In the second stage, with the addition of Laura Rosenthal's column Body Bag, which answered would-be contributors directly in the pages of the magazine, there was a sudden influx of young, new, hip voices into the Corpse. We were discovered by another generation of literary revolutionists who found in the tone of the magazine a perfect medium for their pop-culture-informed skepticism, violence, and humor. During this time, more than ten thousand literate, amused, hungry readers took the Corpse. The audience widened from just writers to readers interested in culture and, to some extent, the Corpse became a general culture magazine. Corpse essays were reprinted in Harper's, Utne Reader, Playboy, and other mass-circulation magazines, and Corpse poets started winning awards (!), such as Pushcart Prizes, and inclusion in anthologies like Best American Poetry. We didn't feel that such successes created any painful dilemmas, preferring to believe instead that "grownup" culture had finally tired of academic pieties and found the Corpse tonic and necessary. The initial critical attitudes of the Corpse became an inspiration for dozens of small magazines, zines, and newsletters. The world was catching up. At this time, more than seventy percent of our material came over the transom from writers unknown to us, but who had caught perfectly the Corpse je-ne-sais-quoi.
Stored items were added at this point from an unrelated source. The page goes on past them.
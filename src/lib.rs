//! Requirement resolution and dependency-graph execution.
//!
//! Callers register `Function`s with a `FunctionRepository`, ask for values as
//! `ValueRequirement`s, and get back one outcome per requirement: the computed
//! value or a typed failure with its reason chain. The `Calculator` ties the
//! two phases together: a dry-run graph build, then a parallel run.

pub mod calculator;
pub mod compute;
pub mod config;
pub mod error;
pub mod function;
pub mod graph;
pub mod store;
pub mod target;
pub mod value;

pub mod analysis {
    pub mod topology;
}

pub mod display {
    pub mod trace;
}

pub use calculator::{Calculator, FailureKind, RootResult, ValueFailure, ValueOutcome, ViewResults};
pub use compute::{CancellationToken, ExecutionFailure, ExecutionStatistics, RunResults, Scheduler};
pub use config::EngineConfig;
pub use error::{EngineError, Result};
pub use function::{CompilationContext, ExecutionContext, Function, FunctionId, FunctionInputs, MockFunction};
pub use graph::{DependencyGraph, GraphBuilder, ResolutionFailure};
pub use store::FunctionRepository;
pub use target::{ComputationTarget, ComputationTargetSpecification, TargetType, UniqueId};
pub use value::{ComputedValue, Value, ValueProperties, ValueRequirement, ValueSpecification};
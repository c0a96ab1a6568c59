use crate::analysis::topology;
use crate::compute::{NodeState, RunResults};
use crate::graph::{DependencyGraph, RejectionReason, ResolutionFailure};
use std::fmt::Write;

/// Renders the reason chain of an unresolvable requirement as a tree:
/// each rejected candidate, why it was rejected and, for failed inputs,
/// the same breakdown one level down.
pub fn format_failure(failure: &ResolutionFailure) -> String {
    let mut tracer = Tracer { output: String::new() };
    let _ = writeln!(tracer.output, "RESOLUTION FAILURE for '{}':", failure.requirement());
    let _ = writeln!(tracer.output, "--------------------------------------------------");
    tracer.trace_failure(failure, 1, "");
    let _ = writeln!(tracer.output, "Deepest blocker: {}", failure.deepest_blocker());
    tracer.output
}

/// Lists the nodes of `graph` in dependency order with their inputs and
/// outputs, then the roots and what each resolved to. With `results`, each
/// node also shows its run state.
pub fn format_graph(graph: &DependencyGraph, results: Option<&RunResults>) -> String {
    let mut output = String::new();
    let order = topology::sort(graph).unwrap_or_else(|_| graph.node_ids());

    let _ = writeln!(output, "DEPENDENCY GRAPH ({} nodes) at {}:", graph.node_count(), graph.valuation_time());
    let _ = writeln!(output, "--------------------------------------------------");
    for id in order {
        let Some(node) = graph.node(id) else { continue };
        let state = results.and_then(|r| r.node_state(id)).map(state_label).unwrap_or_default();
        let kind = if node.is_live_data() { " (live data)" } else { "" };
        let _ = writeln!(output, "[{}] {}{}{}", id.index(), node, kind, state);

        let lines: Vec<String> = node
            .inputs()
            .iter()
            .map(|s| format!("in:  {}", s))
            .chain(node.outputs().iter().map(|s| format!("out: {}", s)))
            .collect();
        for (i, line) in lines.iter().enumerate() {
            let connector = if i == lines.len() - 1 { "`--" } else { "|--" };
            let _ = writeln!(output, "    {} {}", connector, line);
        }
    }

    let _ = writeln!(output, "ROOTS:");
    for root in graph.roots() {
        match &root.outcome {
            Ok(spec) => {
                let _ = writeln!(output, "  {} -> {}", root.requirement, spec);
            }
            Err(failure) => {
                let _ = writeln!(output, "  {} -> UNRESOLVED ({})", root.requirement, failure);
            }
        }
    }
    output
}

fn state_label(state: &NodeState) -> String {
    match state {
        NodeState::Pending => " [PENDING]".into(),
        NodeState::Ready => " [READY]".into(),
        NodeState::Running => " [RUNNING]".into(),
        NodeState::Succeeded => " [SUCCEEDED]".into(),
        NodeState::Failed(f) => format!(" [FAILED: {}]", f),
    }
}

struct Tracer {
    output: String,
}

impl Tracer {
    fn trace_failure(&mut self, failure: &ResolutionFailure, level: usize, prefix: &str) {
        let gap = if prefix.is_empty() { "" } else { " " };
        let _ = writeln!(self.output, "{}{}[L{}] {}", prefix, gap, level, describe(failure));

        let rejected = failure.rejected();
        let stem = build_child_stem(prefix);
        for (i, candidate) in rejected.iter().enumerate() {
            let is_last = i == rejected.len() - 1;
            let connector = if is_last { "`--" } else { "|--" };
            match &candidate.reason {
                RejectionReason::InputFailed(inner) => {
                    let _ = writeln!(self.output, "{}{} {}: input unresolvable", stem, connector, candidate.function);
                    let child_stem = format!("{}{}", stem, if is_last { "    " } else { "|   " });
                    self.trace_failure(inner, level + 1, &format!("{}`--", child_stem));
                }
                reason => {
                    let _ = writeln!(self.output, "{}{} {}: {}", stem, connector, candidate.function, reason);
                }
            }
        }
    }
}

fn describe(failure: &ResolutionFailure) -> String {
    match failure {
        ResolutionFailure::TargetNotFound { requirement } => format!("{}: target not found", requirement),
        ResolutionFailure::Unresolvable { requirement, rejected } if rejected.is_empty() => {
            format!("{}: no function produces it", requirement)
        }
        ResolutionFailure::Unresolvable { requirement, rejected } => {
            format!("{}: {} candidate(s) rejected", requirement, rejected.len())
        }
        ResolutionFailure::Cyclic { requirement, path } => {
            let names: Vec<&str> = path.iter().map(|r| r.value_name.as_str()).collect();
            format!("{}: cycle {}", requirement, names.join(" -> "))
        }
        ResolutionFailure::DepthExceeded { requirement, max_depth } => {
            format!("{}: exceeds maximum depth {}", requirement, max_depth)
        }
    }
}

/// Converts a connector prefix into the indentation used by its children.
fn build_child_stem(prefix: &str) -> String {
    prefix.replace("`--", "    ").replace("|--", "|   ")
}
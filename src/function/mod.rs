//! The function contract.
//!
//! Concrete analytics live outside this crate; the engine only sees the
//! capability set below: test applicability, declare requirements, declare
//! produced results, and execute. Functions are registered explicitly with a
//! `FunctionRepository`; nothing is discovered at run time.

pub mod context;
pub mod live_data;
pub mod mock;

use crate::target::{ComputationTarget, TargetScope};
use crate::value::{ComputedValue, Value, ValueProperties, ValueRequirement, ValueSpecification};
use chrono::{DateTime, Utc};
use serde::{Deserialize, Serialize};
use std::fmt;
use thiserror::Error;

pub use context::{CompilationContext, ExecutionContext, Extensions};
pub use live_data::{FixedAvailability, LiveDataSourcingFunction, MarketDataAvailability, NoMarketData};
pub use mock::MockFunction;

/// Unique identifier of a registered function.
#[derive(Debug, Clone, PartialEq, Eq, Hash, PartialOrd, Ord, Serialize, Deserialize)]
pub struct FunctionId(String);

impl FunctionId {
    pub fn new(id: impl Into<String>) -> Self { Self(id.into()) }
    pub fn as_str(&self) -> &str { &self.0 }
}

impl fmt::Display for FunctionId {
    fn fmt(&self, f: &mut fmt::Formatter<'_>) -> fmt::Result { write!(f, "{}", self.0) }
}

/// A result a function can produce for a target: a value name and the
/// properties it can offer. Properties may be wildcards or value sets; they
/// are made concrete against a requirement's constraints during resolution.
#[derive(Debug, Clone, PartialEq, Eq, Hash, Serialize, Deserialize)]
pub struct ResultTemplate {
    pub value_name: String,
    pub properties: ValueProperties,
}

impl ResultTemplate {
    pub fn new(value_name: impl Into<String>, properties: ValueProperties) -> Self {
        Self { value_name: value_name.into(), properties }
    }
}

/// The interval of valuation times for which a function may be used.
#[derive(Debug, Clone, Copy, Default, PartialEq, Eq, Serialize, Deserialize)]
pub struct Validity {
    pub earliest: Option<DateTime<Utc>>,
    pub latest: Option<DateTime<Utc>>,
}

impl Validity {
    pub fn always() -> Self { Self::default() }

    pub fn between(earliest: DateTime<Utc>, latest: DateTime<Utc>) -> Self {
        Self { earliest: Some(earliest), latest: Some(latest) }
    }

    pub fn contains(&self, at: DateTime<Utc>) -> bool {
        self.earliest.map_or(true, |e| at >= e) && self.latest.map_or(true, |l| at <= l)
    }
}

/// Why a function cannot supply inputs for a requested output.
///
/// "Does not apply" is expressed by `can_apply_to` returning false; these
/// variants separate "applies but cannot satisfy the constraints" from a
/// genuine fault in the function.
#[derive(Error, Debug, Clone, PartialEq, Eq)]
pub enum RequirementsError {
    #[error("cannot satisfy constraints: {0}")]
    Unsatisfiable(String),
    #[error("internal error: {0}")]
    Internal(String),
}

/// A failure raised by `Function::execute`.
#[derive(Error, Debug, Clone, PartialEq, Eq)]
pub enum FunctionError {
    #[error("{0}")]
    Failed(String),
    #[error("missing input '{0}'")]
    MissingInput(String),
    #[error("service '{0}' is not available in the execution context")]
    MissingService(String),
}

impl FunctionError {
    pub fn failed(msg: impl Into<String>) -> Self { Self::Failed(msg.into()) }
}

/// The computed inputs handed to `Function::execute`.
#[derive(Debug, Clone, Default)]
pub struct FunctionInputs {
    values: Vec<ComputedValue>,
}

impl FunctionInputs {
    pub fn new(values: Vec<ComputedValue>) -> Self { Self { values } }

    pub fn is_empty(&self) -> bool { self.values.is_empty() }
    pub fn len(&self) -> usize { self.values.len() }
    pub fn iter(&self) -> impl Iterator<Item = &ComputedValue> { self.values.iter() }

    /// The first input with the given value name.
    pub fn get(&self, value_name: &str) -> Option<&ComputedValue> {
        self.values.iter().find(|v| v.specification.value_name == value_name)
    }

    /// The first input satisfying `requirement`.
    pub fn find(&self, requirement: &ValueRequirement) -> Option<&ComputedValue> {
        self.values.iter().find(|v| requirement.is_satisfied_by(&v.specification))
    }

    pub fn value(&self, value_name: &str) -> Result<&Value, FunctionError> {
        self.get(value_name)
            .map(|v| &v.value)
            .ok_or_else(|| FunctionError::MissingInput(value_name.to_string()))
    }

    pub fn scalar(&self, value_name: &str) -> Result<f64, FunctionError> {
        self.value(value_name)?
            .as_scalar()
            .ok_or_else(|| FunctionError::failed(format!("input '{}' is not a scalar", value_name)))
    }
}

/// A unit of computation the graph builder can choose and the scheduler can run.
///
/// `execute` must be a pure function of its declared inputs and the supplied
/// execution context, returning the subset of `desired` it could compute.
pub trait Function: Send + Sync {
    fn id(&self) -> &FunctionId;

    fn short_name(&self) -> String {
        self.id().to_string()
    }

    /// The targets the function is indexed under in the repository.
    fn target_scope(&self) -> TargetScope {
        TargetScope::Anything
    }

    /// Higher priorities are tried first; ties keep registration order.
    fn priority(&self) -> i32 {
        0
    }

    /// The valuation times this function may be compiled for. Compiled
    /// indexes are shared by every context with the same valuation time.
    fn validity(&self) -> Validity {
        Validity::always()
    }

    /// Marks the designated live-data sourcing function. Requirements it
    /// resolves become leaves supplied externally at execution time.
    fn is_live_data_source(&self) -> bool {
        false
    }

    /// Must be side-effect free and stable for the duration of one build.
    fn can_apply_to(&self, context: &CompilationContext, target: &ComputationTarget) -> bool;

    fn get_results(&self, context: &CompilationContext, target: &ComputationTarget) -> Vec<ResultTemplate>;

    /// The inputs needed to produce `output` (already committed against
    /// `desired.constraints`).
    fn get_requirements(
        &self,
        context: &CompilationContext,
        target: &ComputationTarget,
        desired: &ValueRequirement,
        output: &ValueSpecification,
    ) -> Result<Vec<ValueRequirement>, RequirementsError>;

    /// Narrows an output once the concrete inputs are known.
    fn refine_output(
        &self,
        _context: &CompilationContext,
        _target: &ComputationTarget,
        output: ValueSpecification,
        _inputs: &[ValueSpecification],
    ) -> ValueSpecification {
        output
    }

    fn execute(
        &self,
        context: &ExecutionContext,
        inputs: &FunctionInputs,
        target: &ComputationTarget,
        desired: &[ValueSpecification],
    ) -> Result<Vec<ComputedValue>, FunctionError>;
}

#[cfg(test)]
mod tests {
    use super::*;
    use crate::target::ComputationTargetSpecification;
    use chrono::TimeZone;

    #[test]
    fn test_validity_window() {
        let start = Utc.with_ymd_and_hms(2024, 1, 1, 0, 0, 0).unwrap();
        let end = Utc.with_ymd_and_hms(2024, 12, 31, 0, 0, 0).unwrap();
        let v = Validity::between(start, end);
        assert!(v.contains(Utc.with_ymd_and_hms(2024, 6, 1, 0, 0, 0).unwrap()));
        assert!(!v.contains(Utc.with_ymd_and_hms(2025, 6, 1, 0, 0, 0).unwrap()));
        assert!(Validity::always().contains(end));
    }

    #[test]
    fn test_inputs_lookup() {
        let req = ValueRequirement::new("Price", ComputationTargetSpecification::primitive("Id", "E1"));
        let spec = ValueSpecification::compose(&req, FunctionId::new("F1"), ValueProperties::none()).unwrap();
        let inputs = FunctionInputs::new(vec![ComputedValue::new(spec, 101.5)]);

        assert_eq!(inputs.scalar("Price").unwrap(), 101.5);
        assert!(inputs.find(&req).is_some());
        assert_eq!(inputs.value("Volume").unwrap_err(), FunctionError::MissingInput("Volume".into()));
    }
}
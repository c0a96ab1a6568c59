//! The value model: what is wanted (`ValueRequirement`), what will be
//! produced (`ValueSpecification`), and what was computed (`ComputedValue`).
pub mod computed;
pub mod properties;
pub mod requirement;
pub mod specification;

pub use computed::{ComputedValue, Value};
pub use properties::{PropertyMismatch, PropertyValues, ValueProperties};
pub use requirement::{requirement_satisfied_by, ValueRequirement};
pub use specification::{ValueError, ValueSpecification};
//! Run-time failures.

use crate::function::{FunctionError, FunctionId};
use crate::target::ComputationTargetSpecification;
use crate::value::ValueSpecification;
use std::sync::Arc;
use std::time::Duration;
use thiserror::Error;

#[derive(Error, Debug, Clone, PartialEq)]
pub enum ExecutionFailure {
    #[error("Function '{function}' failed on {target}: {error}")]
    FunctionFailed { function: FunctionId, target: ComputationTargetSpecification, error: FunctionError },

    #[error("Function '{function}' panicked on {target}: {message}")]
    Panicked { function: FunctionId, target: ComputationTargetSpecification, message: String },

    #[error("Function '{function}' on {target} timed out after {timeout:?}")]
    TimedOut { function: FunctionId, target: ComputationTargetSpecification, timeout: Duration },

    #[error("Live data '{specification}' was not supplied")]
    MissingLiveData { specification: ValueSpecification },

    #[error("Function '{function}' did not produce '{specification}'")]
    MissingOutput { function: FunctionId, specification: ValueSpecification },

    /// A dependency failed; `origin` is the failure that started the chain.
    #[error("Function '{function}' was not executed: {origin}")]
    Upstream { function: FunctionId, origin: Arc<ExecutionFailure> },

    #[error("Run was cancelled")]
    Cancelled,
}

impl ExecutionFailure {
    /// Wraps `cause` for a dependent that will not run. Chains stay one level
    /// deep: the origin is always the failure that did not come from upstream.
    pub fn upstream(function: FunctionId, cause: &Arc<ExecutionFailure>) -> Self {
        let origin = match cause.as_ref() {
            ExecutionFailure::Upstream { origin, .. } => origin.clone(),
            _ => cause.clone(),
        };
        ExecutionFailure::Upstream { function, origin }
    }

    /// The originating failure.
    pub fn origin(&self) -> &ExecutionFailure {
        match self {
            ExecutionFailure::Upstream { origin, .. } => origin,
            other => other,
        }
    }

    /// The function the failure is attributed to, if any.
    pub fn function(&self) -> Option<&FunctionId> {
        match self {
            ExecutionFailure::FunctionFailed { function, .. }
            | ExecutionFailure::Panicked { function, .. }
            | ExecutionFailure::TimedOut { function, .. }
            | ExecutionFailure::MissingOutput { function, .. }
            | ExecutionFailure::Upstream { function, .. } => Some(function),
            ExecutionFailure::MissingLiveData { .. } | ExecutionFailure::Cancelled => None,
        }
    }

    pub fn is_cancelled(&self) -> bool {
        matches!(self.origin(), ExecutionFailure::Cancelled)
    }
}

/// Failures that prevent a run from starting at all.
#[derive(Error, Debug)]
pub enum SchedulerError {
    #[error("Failed to build worker pool: {0}")]
    ThreadPool(#[from] rayon::ThreadPoolBuildError),
    #[error("Graph is not acyclic: {0}")]
    NotAcyclic(String),
}

#[cfg(test)]
mod tests {
    use super::*;

    #[test]
    fn test_upstream_chain_keeps_origin() {
        let target = ComputationTargetSpecification::primitive("Id", "E1");
        let root = Arc::new(ExecutionFailure::FunctionFailed {
            function: FunctionId::new("F1"),
            target,
            error: FunctionError::failed("boom"),
        });
        let first = Arc::new(ExecutionFailure::upstream(FunctionId::new("F2"), &root));
        let second = ExecutionFailure::upstream(FunctionId::new("F3"), &first);

        assert_eq!(second.function(), Some(&FunctionId::new("F3")));
        assert_eq!(second.origin().function(), Some(&FunctionId::new("F1")));
        assert!(second.to_string().contains("boom"));
        assert!(!second.is_cancelled());
    }
}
Five years ago we changed the name of the publication to Exquisite Corpse: A Journal of Letters & Life, because we felt that it more accurately reflected our turn toward topics of wider interest.

Academic hostility continued unabated, however, because the retros in charge of the pathetic literature pie resented having any part of their wobbly conformism questioned. The problem with the wimps, Jim Gustafson once said, is that there are so many of them. You said it, Jimbo. Every year they multiply to the point where they cover the sky like a locust plague, leaving room only for their own reproduction. No matter. We have our own sky. And it's a cybersky. In 1998, tired of mountains of paper, but also fearful of inevitable institutionalization, ossification, poetry fatigue, and literary ennui, we suspended publication of the paper Corpse, taking it into cyberspace. The Cybercorpse can be found at: http://www.corpse.org. The Cybercorpse is still the Corpse, but it is more fluid, subject to instant change and, above all, not so labor and time-intensive for us. And the trees are ecstatic.

In 1998, City Lights Books published The Stiffest of the Corpse: An Exquisite Corpse Reader, 1983-1988. This anthology represented our first five years well, so that we did not feel the need to include here any material covered by that book. This gathering of the best contributions to Exquisite Corpse will be published in two volumes: the first will contain poetry, poetics, and essays; the second will contain fiction, "bureaus," translations, and essays on translation.

Exquisite Corpse would not have been possible without the help of a number of bright and enthusiastic graduate assistants. The editors hereby profer a kiss-shaped lillyrose (a new flower) to: Matt Clark, Mark LaFlaur, Dave Racine, Kathy Crown, Lisa McFarren, Josh Russell, Dan Olson, Mark Yakich, and the indefatigable perfectionist Jean C. Lee. Particular thanks are in order to Mark Yakich, our current assistant, for working fiendishly on this anthology.